La habitación era pequeña. Ambos estaban de pie entre el lavabo y el retrete, casi nariz con nariz. El le besó la frente.

– Por amor de Dios, Bobby, acabas de decir a Pollard que aceptamos el caso. Pero tal vez no lo hagamos.

– ¿Por qué no vamos a hacerlo? Es fascinante.

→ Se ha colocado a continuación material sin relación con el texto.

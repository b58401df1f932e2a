//! HTTP client construction

use std::sync::Arc;
use std::time::Duration;

use async_trait::async_trait;
use bytes::Bytes;
use http_body_util::{BodyExt, Full};
use hyper_rustls::{HttpsConnector, HttpsConnectorBuilder};
use hyper_util::client::legacy::connect::HttpConnector;
use hyper_util::client::legacy::Client;
use hyper_util::rt::TokioExecutor;
use tracing::{debug, instrument};

use crate::error::{Result, TransportError};
use crate::request::Attempt;
use crate::tls::insecure_client_config;
use crate::transport::{AttemptResponse, Transport, TransportFactory};

/// Per-request timeout covering connect, send and body read
pub const REQUEST_TIMEOUT: Duration = Duration::from_secs(15);

/// Builds HTTP clients for the phone.
///
/// Every client speaks HTTP/1.1 over plain TCP or TLS and accepts any
/// server certificate.
#[derive(Debug, Clone)]
pub struct ClientFactory {
    timeout: Duration,
}

impl ClientFactory {
    pub fn new() -> Self {
        Self {
            timeout: REQUEST_TIMEOUT,
        }
    }

    /// Factory with a custom per-request timeout
    pub fn with_timeout(timeout: Duration) -> Self {
        Self { timeout }
    }

    pub fn timeout(&self) -> Duration {
        self.timeout
    }

    /// Create a new client.
    pub fn create(&self) -> Result<HttpClient> {
        let https = HttpsConnectorBuilder::new()
            .with_tls_config(insecure_client_config()?)
            .https_or_http()
            .enable_http1()
            .build();
        let inner = Client::builder(TokioExecutor::new()).build(https);
        debug!(timeout = ?self.timeout, "Created HTTP client");
        Ok(HttpClient {
            inner,
            timeout: self.timeout,
        })
    }
}

impl Default for ClientFactory {
    fn default() -> Self {
        Self::new()
    }
}

impl TransportFactory for ClientFactory {
    fn build_transport(&self) -> Result<Arc<dyn Transport>> {
        Ok(Arc::new(self.create()?))
    }
}

/// HTTP client for the phone's web API
#[derive(Clone)]
pub struct HttpClient {
    inner: Client<HttpsConnector<HttpConnector>, Full<Bytes>>,
    timeout: Duration,
}

impl std::fmt::Debug for HttpClient {
    fn fmt(&self, f: &mut std::fmt::Formatter<'_>) -> std::fmt::Result {
        f.debug_struct("HttpClient")
            .field("timeout", &self.timeout)
            .finish_non_exhaustive()
    }
}

impl HttpClient {
    async fn execute(&self, attempt: &Attempt) -> std::result::Result<AttemptResponse, TransportError> {
        let response = self.inner.request(attempt.to_http_request()?).await?;

        let status = response.status();
        let reason = response
            .extensions()
            .get::<hyper::ext::ReasonPhrase>()
            .map(|phrase| String::from_utf8_lossy(phrase.as_bytes()).into_owned())
            .or_else(|| status.canonical_reason().map(str::to_string))
            .unwrap_or_default();
        let (parts, body) = response.into_parts();
        let bytes = body.collect().await?.to_bytes();

        Ok(AttemptResponse {
            status: status.as_u16(),
            reason,
            headers: parts.headers,
            body: String::from_utf8_lossy(&bytes).into_owned(),
        })
    }
}

#[async_trait]
impl Transport for HttpClient {
    #[instrument(skip(self, attempt), fields(method = %attempt.method, url = %attempt.url))]
    async fn send(&self, attempt: &Attempt) -> std::result::Result<AttemptResponse, TransportError> {
        let response = tokio::time::timeout(self.timeout, self.execute(attempt))
            .await
            .map_err(|_| TransportError::Timeout(self.timeout))??;
        debug!(status = response.status, "Attempt completed");
        Ok(response)
    }
}

#[cfg(test)]
mod tests {
    use super::*;

    #[test]
    fn test_default_timeout() {
        assert_eq!(ClientFactory::new().timeout(), Duration::from_secs(15));
        assert_eq!(ClientFactory::default().timeout(), REQUEST_TIMEOUT);
    }

    #[tokio::test]
    async fn test_create_client() {
        let client = ClientFactory::with_timeout(Duration::from_secs(1)).create().unwrap();
        assert_eq!(client.timeout, Duration::from_secs(1));
    }

    #[tokio::test]
    async fn test_factory_builds_distinct_transports() {
        let factory = ClientFactory::new();
        let a = factory.build_transport().unwrap();
        let b = factory.build_transport().unwrap();
        assert!(!Arc::ptr_eq(&a, &b));
    }
}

– Por lo pronto, él parece un demente.

– No, no es cierto.

– Él dice que un poder extraño causó la desintegración del coche y voló las farolas. Música extraña de flauta, misteriosas luces azuladas. Ese tipo ha estado leyendo durante demasiado tiempo el National Enquirer.

– Pero ahí está el quid. Un demente auténtico nos habría explicado ya lo que le sucede. Aseguraría que había conocido a Dios o a los marcianos. Este tipo está desconcertado. Busca respuestas. Y eso me suena como una reacción sana.

– Además, nosotros hacemos negocios, Bobby. ¡Negocios! No para divertirnos sino para ganar dinero. No somos una pareja de malditos arribistas.

– Él tiene dinero. Tú lo has visto.

– ¿Y qué pasa si es dinero sucio?

– Frank no es un ladrón.

– ¿Le conoces hace menos de una hora y ya estás seguro de que no es un ladrón? Eres muy confiado, Bobby.

– Gracias.

– No ha sido un cumplido. ¿Cómo puedes hacer la clase de trabajo que haces y ser tan confiado?

Él sonrió alegre.

– Confié en ti, y salió bien.

Julie se negó a dejarse engatusar.

– Él dice no saber de dónde le ha llegado ese dinero, y sólo por amor al debate, digamos que creemos esa parte de la historia. Y digamos también que tienes razón al pensar que no es un ladrón. Sin embargo, tal vez sea un traficante de drogas. O algo peor. Hay mil medios para conseguir dinero sucio sin necesidad de robarlo. Y si averiguamos que lo es, no podremos conservar lo que nos pague. Tendremos que entregárselo a los polis. Habremos perdido nuestro tiempo y nuestra energía. Además… eso será farragoso.

– ¿Por qué dices eso? -inquirió él.

– ¿Por qué digo eso? Acaba de contarte que se despertó en una habitación de motel con las manos totalmente ensangrentadas.

– Baja la voz. Podrías herir sus sentimientos.

– ¡Dios no lo quiera!

– Recuerda que no apareció cuerpo alguno. Debía de ser su propia sangre.

Sintiéndose frustrada, replicó:

– ¿Cómo sabemos que no hubo cuerpo alguno? ¿Porque lo dice él? Podría ser tan demente que no percibiera la presencia de un cadáver aunque le pisara las entrañas humeantes y tropezara con la cabeza separada del tronco.

– ¡Qué imagen tan vivida!

– Escucha, Bobby, él afirma que puede haberse arañado con sus propias uñas, pero eso no es nada probable, maldita sea. Quizás una pobre mujer, una chica inocente, incluso un niño o una colegiala desvalida haya sufrido el ataque de ese hombre, haya sido arrastrada hasta su coche, violada, vapuleada, y obligada a ejecutar cualquier acto humillante que se le pueda ocurrir a una mente perversa; luego, se la llevaría a cualquier desfiladero desierto y solitario para torturarla con agujas, cuchillos y sólo Dios sabe cuántas cosas más y, finalmente, la apalearía hasta matarla para arrojarla desnuda a un arroyo seco, donde a estas horas quizá los coyotes estén engullendo las partes blandas de su cuerpo mientras las moscas entran en su boca abierta.

– Olvidas una cosa, Julie.

– ¿Qué?

– Soy yo quien tiene la imaginación desbordante.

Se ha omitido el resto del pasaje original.